# Muslims and Valentines day



## Jynxgirl (Nov 27, 2009)

Just curious if our host country approves of the celebrations or not. I was reading about saudi arabias extreme behavior towards those who allow it/participate/sell items geared toward it. 

Curious how muslims here deal with the large expat community celebrating the day.


----------



## buddyab (Nov 5, 2009)

do what every you want


----------



## Andy Capp (Oct 5, 2008)

buddyab said:


> do what every you want


That's not strictly true is it.

Valentines is celebrated here as is is everywhere else in the world, with rip off prices at special hotel events, shoddy service and crap food. No change there then....

Then there's the flower shops who rip you off with the prices of roses etc. too.
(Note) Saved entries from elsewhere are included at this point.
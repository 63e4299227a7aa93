//! Attack and check analysis.
//!
//! Pawns attack along their capture diagonals only. A side without a king
//! is never in check.

use crate::game_state::{chess_types::*, position::Position};
use crate::moves::leaper_attacks::{king_attacks, knight_attacks, pawn_attacks};
use crate::moves::slider_attacks::{bishop_attacks, rook_attacks};

#[inline]
pub fn is_in_check(position: &Position, color: Color) -> bool {
    let Some(king_sq) = position.king_square(color) else {
        return false;
    };
    is_square_attacked(position, king_sq, color.opposite())
}

/// True if any piece of `attacker_color` reaches `square` given the
/// current occupancy.
pub fn is_square_attacked(position: &Position, square: Square, attacker_color: Color) -> bool {
    let bb = |kind: PieceKind| position.bitboard(attacker_color, kind);

    // A pawn of `attacker_color` hits `square` exactly when a pawn of the
    // other colour standing on `square` would hit the pawn's square.
    if pawn_attacks(attacker_color.opposite(), square) & bb(PieceKind::Pawn) != 0 {
        return true;
    }

    if knight_attacks(square) & bb(PieceKind::Knight) != 0 {
        return true;
    }

    if king_attacks(square) & bb(PieceKind::King) != 0 {
        return true;
    }

    let occupancy = position.occupancy();

    let diagonal_sliders = bb(PieceKind::Bishop) | bb(PieceKind::Queen);
    if bishop_attacks(square, occupancy) & diagonal_sliders != 0 {
        return true;
    }

    let straight_sliders = bb(PieceKind::Rook) | bb(PieceKind::Queen);
    rook_attacks(square, occupancy) & straight_sliders != 0
}

#[cfg(test)]
mod tests {
    use super::{is_in_check, is_square_attacked};
    use crate::game_state::chess_types::{Color, Square};
    use crate::game_state::position::Position;

    fn sq(text: &str) -> Square {
        text.parse().expect("square should parse")
    }

    #[test]
    fn starting_position_attack_map() {
        let game = Position::new_game();

        assert!(is_square_attacked(&game, sq("f3"), Color::White));
        assert!(is_square_attacked(&game, sq("e3"), Color::White));
        assert!(!is_square_attacked(&game, sq("e4"), Color::White));
        assert!(is_square_attacked(&game, sq("c6"), Color::Black));
        assert!(!is_in_check(&game, Color::White));
        assert!(!is_in_check(&game, Color::Black));
    }

    #[test]
    fn pawns_do_not_attack_forward() {
        let position = Position::from_fen("4k3/8/8/8/8/8/4P3/4K3 w - - 0 1").expect("FEN should parse");
        assert!(!is_square_attacked(&position, sq("e3"), Color::White));
        assert!(is_square_attacked(&position, sq("d3"), Color::White));
        assert!(is_square_attacked(&position, sq("f3"), Color::White));
    }

    #[test]
    fn slider_check_is_blocked_by_interposed_piece() {
        let open = Position::from_fen("4k3/8/8/8/8/8/8/4K2r w - - 0 1").expect("FEN should parse");
        assert!(is_in_check(&open, Color::White));

        let blocked = Position::from_fen("4k3/8/8/8/8/8/8/4KB1r w - - 0 1").expect("FEN should parse");
        assert!(!is_in_check(&blocked, Color::White));
    }

    #[test]
    fn missing_king_is_never_in_check() {
        let position = Position::from_fen("8/8/8/8/8/8/8/r7 w - - 0 1").expect("FEN should parse");
        assert!(!is_in_check(&position, Color::White));
    }
}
I think I'll give my beloved something real that grows in the right circumstances/environment.

Yes, a live coral....


----------



## mobe (Feb 6, 2010)

It actually depends... One who wants to celebrate, will do. One who doesn't, will not! 
But usually boys and girls celebrate VDay here... to "Get laid" that is... LOL


----------



## indigora (Feb 9, 2010)

Tie-dyed dishy dashies would be awesome


----------



## Ossy (Feb 14, 2010)

There is no law against Valentine's day in Dubai... however it just depends on your surroundings. I work in a government facility and last year some of the employees (who are just more religious than the rest) got upset with the fact that we were giving out roses to the women here. So they made us get them all back and dump them. This year we're giving out chocolate... to everyone, kind of like a secret Valentine's... they won't even know what hit'em


----------



## mobe (Feb 6, 2010)

Ossy said:


> There is no law against Valentine's day in Dubai... however it just depends on your surroundings. I work in a government facility and last year some of the employees (who are just more religious than the rest) got upset with the fact that we were giving out roses to the women here. So they made us get them all back and dump them. This year we're giving out chocolate... to everyone, kind of like a secret Valentine's... they won't even know what hit'em


Rule of the thumb!


----------



## M.Sharaf (Nov 19, 2008)

Jynxgirl said:


> Just curious if our host country approves of the celebrations or not. I was reading about saudi arabias extreme behavior towards those who allow it/participate/sell items geared toward it.
> 
> Curious how muslims here deal with the large expat community celebrating the day.


in religion this day doesn’t excite , certain cant even will try to convince you that its wrong to celebrate it , ( try to talk about it with my grandma and you will see! ) , officially its not welcomed and forbidden , but under the table they make alooooot of money out of it , 

like everything is this country be discrete and you will be just fine, 

enjoy it ,


----------



## Free_Spirit (Aug 30, 2009)

I am wondering how long are you living in Dubai that you are asking this question? Everything is celebrated here including Christmas, New Year, Valentine's and whatever else will come to your mind. For example my husband and his family don't celebrate New Year but as a respect to my habbits, I am most welcome to arrange a gathering, outing, etc and they participate with pleasure. I think it's more about respect unless if certain people exagerate with celebrating and start to drink like if they forget what Islam is about...


----------



## Jynxgirl (Nov 27, 2009)

Well, I know everything is sold here.. but celebrated is a whole another thing. 

But was just curious. I read about Saudi and how they will ransak a shop if they are found to have any red or pink or etc stuff and just the other stuff, and about some of the other arabic countries. I didnt figure it was that extreme here but just wanted to see.


----------